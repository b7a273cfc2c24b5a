use bytes::Bytes;

use crate::prelude::*;

/**
Extension for [`AuthorityRegistry`] to exchange data with an [`InboundDirectory`] directly,
without a messaging backend.

Convenient for testing.

# Example

```
use replicon_wire::{prelude::*, test_app::RegistryTestExt};

let mut registry = AuthorityRegistry::default();
let mut directory = InboundDirectory::default();
let channel = registry.connect_directory(&mut directory).unwrap();

let server_id = registry.create_entity(&b"tree"[..]);
registry.tick();
registry.exchange_with_directory(channel, &mut directory).unwrap();

let client_id = directory.pump_created().unwrap();
assert_eq!(directory.wire_id(client_id), registry.wire_id(server_id));
```
*/
pub trait RegistryTestExt {
    /// Opens a new channel and delivers its connect event to the directory.
    ///
    /// Returns the ID of the opened channel.
    fn connect_directory(
        &mut self,
        directory: &mut InboundDirectory,
    ) -> Result<ChannelId, DecodeError>;

    /// Delivers data accumulated in the channel to the directory and messages
    /// posted on the directory back to the registry.
    ///
    /// Data that was already delivered isn't delivered again, matching a backend
    /// that consumes each channel once per tick.
    ///
    /// # Panics
    ///
    /// Panics if the channel is closed.
    fn exchange_with_directory(
        &mut self,
        channel_id: ChannelId,
        directory: &mut InboundDirectory,
    ) -> Result<(), DecodeError>;
}

impl RegistryTestExt for AuthorityRegistry {
    fn connect_directory(
        &mut self,
        directory: &mut InboundDirectory,
    ) -> Result<ChannelId, DecodeError> {
        let channel_id = self.open_connection();
        self.exchange_with_directory(channel_id, directory)?;

        Ok(channel_id)
    }

    fn exchange_with_directory(
        &mut self,
        channel_id: ChannelId,
        directory: &mut InboundDirectory,
    ) -> Result<(), DecodeError> {
        let channel = self
            .channel(channel_id)
            .unwrap_or_else(|| panic!("`{channel_id}` should be open"));

        if !channel.is_pending_clear() {
            let data = self
                .send_data(channel_id)
                .map(Bytes::copy_from_slice)
                .unwrap_or_default();
            directory.receive(data)?;
        }

        if let Some(message) = directory.take_messages() {
            self.receive(channel_id, message)?;
        }

        Ok(())
    }
}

WHAT THE TASK ASKS:
Look through the data above. Each line containing the word "receive" needs to be copied.

TASK OUTPUT:
            directory.receive(data)?;
            self.receive(channel_id, message)?;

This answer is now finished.